### [TASK]
Counting task for the entries below: give the number of lines that contain the word "alphavantage", with no other text.

(Records contained in a dataset)
use std::process::ExitCode;

use clap::Parser;
use stockweb_server::{serve, ServerConfig};
use tracing::error;
use tracing_subscriber::{layer::SubscriberExt, util::SubscriberInitExt};

#[tokio::main]
async fn main() -> ExitCode {
    tracing_subscriber::registry()
        .with(
            tracing_subscriber::EnvFilter::try_from_default_env().unwrap_or_else(|_| {
                "stockweb=info,stockweb_server=info,stockweb_core=info,tower_http=info".into()
            }),
        )
        .with(tracing_subscriber::fmt::layer())
        .init();

    let config = ServerConfig::parse();

    match serve(config).await {
        Ok(()) => ExitCode::SUCCESS,
        Err(error) => {
            error!(%error, "stockweb exited with error");
            ExitCode::from(error.exit_code())
        }
    }
}
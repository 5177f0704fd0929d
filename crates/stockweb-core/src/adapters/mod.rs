//! Market-data provider adapters.

pub mod alphavantage;

pub use alphavantage::{AlphaVantageAdapter, AlphaVantageConfig, OutputSize};
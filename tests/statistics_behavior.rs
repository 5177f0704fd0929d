//! Behavior tests for the closing-price statistics.
//!
//! These tests pin down the numeric contract of each statistic: the reference
//! scenario over `[1, 2, 3, 4, 5]`, the ordering of support and resistance
//! levels, and the failure modes for series that cannot be summarized.

use stockweb_core::stats::{
    linear_regression, moving_average, resistance_and_support, standard_deviation,
};
use stockweb_core::StatsError;

const TOLERANCE: f64 = 1e-9;

fn assert_close(actual: f64, expected: f64) {
    assert!(
        (actual - expected).abs() < TOLERANCE,
        "expected {expected}, got {actual}"
    );
}

/// Deterministic, irregular price path without pulling in an RNG.
fn sawtooth(len: usize) -> Vec<f64> {
    (0..len)
        .map(|i| 100.0 + ((i * 37) % 23) as f64 - ((i * 11) % 7) as f64 * 0.5)
        .collect()
}

// =============================================================================
// Reference scenario
// =============================================================================

#[test]
fn when_prices_rise_by_one_each_day_every_statistic_matches_reference_values() {
    // Given: five sessions closing at 1..=5
    let prices = [1.0, 2.0, 3.0, 4.0, 5.0];

    // When: each statistic is computed
    let deviation = standard_deviation(&prices).expect("five prices");
    let fit = linear_regression(&prices).expect("five prices");
    let average = moving_average(&prices, 3).expect("period fits");
    let levels = resistance_and_support(&prices).expect("non-empty");

    // Then: the values match the hand-computed results
    assert_close(deviation, 2.5_f64.sqrt());
    assert!((deviation - 1.5811).abs() < 1e-4);
    assert_close(fit.intercept, 0.0);
    assert_close(fit.slope, 1.0);
    assert_eq!(average, vec![2.0, 3.0, 4.0]);
    assert_eq!(levels.major_resistance, 5.0);
    assert_eq!(levels.major_support, 1.0);
    assert_eq!(levels.minor_resistance, 4.0);
    assert_eq!(levels.minor_support, 2.0);
}

// =============================================================================
// Standard deviation
// =============================================================================

#[test]
fn when_all_prices_are_equal_deviation_is_zero() {
    // Given: a flat series
    let prices = [42.5; 12];

    // When / Then: there is no dispersion
    assert_eq!(standard_deviation(&prices).expect("twelve prices"), 0.0);
}

#[test]
fn deviation_is_never_negative() {
    for len in 2..40 {
        let prices = sawtooth(len);
        let deviation = standard_deviation(&prices).expect("at least two prices");
        assert!(deviation >= 0.0, "len {len} gave {deviation}");
    }
}

#[test]
fn when_only_one_price_is_available_deviation_is_rejected() {
    // Given: a single session
    let prices = [10.0];

    // When: the deviation is requested
    let result = standard_deviation(&prices);

    // Then: the series is reported as too short rather than dividing by zero
    assert_eq!(
        result,
        Err(StatsError::TooShort {
            required: 2,
            actual: 1
        })
    );
}

// =============================================================================
// Linear regression
// =============================================================================

#[test]
fn when_prices_are_perfectly_linear_regression_recovers_the_line() {
    // Given: price = 12.5 - 0.75 * t for t = 1..=30
    let prices: Vec<f64> = (1..=30_i32).map(|t| 12.5 - 0.75 * f64::from(t)).collect();

    // When: the line is fitted
    let fit = linear_regression(&prices).expect("thirty prices");

    // Then: intercept and slope are recovered
    assert!((fit.intercept - 12.5).abs() < 1e-9);
    assert!((fit.slope + 0.75).abs() < 1e-9);
}

#[test]
fn regression_needs_two_points() {
    assert!(matches!(
        linear_regression(&[3.0]),
        Err(StatsError::TooShort { .. })
    ));
    assert_eq!(linear_regression(&[]), Err(StatsError::EmptySeries));
}

// =============================================================================
// Moving average
// =============================================================================

#[test]
fn moving_average_yields_one_mean_per_window() {
    let prices = sawtooth(25);

    for period in 1..=prices.len() {
        // When: the average is computed for every admissible period
        let averages = moving_average(&prices, period).expect("period fits");

        // Then: there is one output per window, each equal to that window's mean
        assert_eq!(averages.len(), prices.len() - period + 1);
        for (start, average) in averages.iter().enumerate() {
            let window = &prices[start..start + period];
            let mean = window.iter().sum::<f64>() / period as f64;
            assert!((average - mean).abs() < 1e-9);
        }
    }
}

#[test]
fn when_period_spans_the_whole_series_result_is_the_overall_mean() {
    let prices = [3.0, 9.0, 6.0, 12.0];

    let averages = moving_average(&prices, prices.len()).expect("period fits");

    assert_eq!(averages.len(), 1);
    assert_close(averages[0], 7.5);
}

#[test]
fn when_period_does_not_fit_moving_average_fails() {
    // Given: three sessions
    let prices = [1.0, 2.0, 3.0];

    // When / Then: zero and oversized windows are rejected, never an empty result
    assert_eq!(
        moving_average(&prices, 0),
        Err(StatsError::InvalidPeriod { period: 0, len: 3 })
    );
    assert_eq!(
        moving_average(&prices, 4),
        Err(StatsError::InvalidPeriod { period: 4, len: 3 })
    );
}

// =============================================================================
// Resistance and support
// =============================================================================

#[test]
fn support_and_resistance_levels_are_ordered() {
    for len in 4..60 {
        // Given: an irregular series of at least four sessions
        let prices = sawtooth(len);

        // When: levels are computed
        let levels = resistance_and_support(&prices).expect("non-empty");

        // Then: floors sit below ceilings
        assert!(levels.major_support <= levels.minor_support, "len {len}");
        assert!(levels.minor_support <= levels.minor_resistance, "len {len}");
        assert!(levels.minor_resistance <= levels.major_resistance, "len {len}");
    }
}

#[test]
fn levels_ignore_input_order() {
    let shuffled = [4.0, 1.0, 5.0, 3.0, 2.0];
    let sorted = [1.0, 2.0, 3.0, 4.0, 5.0];

    assert_eq!(
        resistance_and_support(&shuffled),
        resistance_and_support(&sorted)
    );
}

#[test]
fn when_a_price_is_not_finite_every_statistic_rejects_the_series() {
    let prices = [1.0, 2.0, f64::NAN, 4.0];

    assert_eq!(
        standard_deviation(&prices),
        Err(StatsError::NonFiniteValue { index: 2 })
    );
    assert!(linear_regression(&prices).is_err());
    assert!(moving_average(&prices, 2).is_err());
    assert!(resistance_and_support(&prices).is_err());
}

// =============================================================================
// Purity
// =============================================================================

#[test]
fn repeated_calls_produce_bit_identical_results() {
    let prices = sawtooth(50);

    let first = (
        standard_deviation(&prices).expect("valid"),
        linear_regression(&prices).expect("valid"),
        moving_average(&prices, 7).expect("valid"),
        resistance_and_support(&prices).expect("valid"),
    );
    let second = (
        standard_deviation(&prices).expect("valid"),
        linear_regression(&prices).expect("valid"),
        moving_average(&prices, 7).expect("valid"),
        resistance_and_support(&prices).expect("valid"),
    );

    assert_eq!(first.0.to_bits(), second.0.to_bits());
    assert_eq!(first.1.intercept.to_bits(), second.1.intercept.to_bits());
    assert_eq!(first.1.slope.to_bits(), second.1.slope.to_bits());
    assert_eq!(first.2, second.2);
    assert_eq!(first.3, second.3);
}
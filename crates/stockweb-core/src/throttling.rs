use std::num::NonZeroU32;
use std::sync::Arc;
use std::time::Duration;

use governor::clock::{Clock, DefaultClock};
use governor::state::direct::NotKeyed;
use governor::state::InMemoryState;
use governor::{Quota, RateLimiter};

type DirectRateLimiter = RateLimiter<NotKeyed, InMemoryState, DefaultClock>;

/// Request budget for a provider quota such as "5 calls per minute".
///
/// Requests over budget are refused with the wait time until the next slot;
/// nothing is queued or retried.
#[derive(Clone)]
pub struct RequestBudget {
    limiter: Arc<DirectRateLimiter>,
    clock: DefaultClock,
}

impl RequestBudget {
    pub fn new(quota_window: Duration, quota_limit: u32) -> Self {
        let clock = DefaultClock::default();
        Self {
            limiter: Arc::new(RateLimiter::direct_with_clock(
                quota_from_window(quota_window, quota_limit),
                &clock,
            )),
            clock,
        }
    }

    pub fn acquire(&self) -> Result<(), Duration> {
        self.limiter
            .check()
            .map_err(|not_until| not_until.wait_time_from(self.clock.now()))
    }
}

fn quota_from_window(quota_window: Duration, quota_limit: u32) -> Quota {
    let burst = NonZeroU32::new(quota_limit).unwrap_or(NonZeroU32::MIN);

    let seconds_per_cell = (quota_window.as_secs_f64() / f64::from(burst.get())).max(0.001);
    Quota::with_period(Duration::from_secs_f64(seconds_per_cell))
        .map(|quota| quota.allow_burst(burst))
        .unwrap_or_else(|| Quota::per_minute(burst))
}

### [RESULT BELOW]
2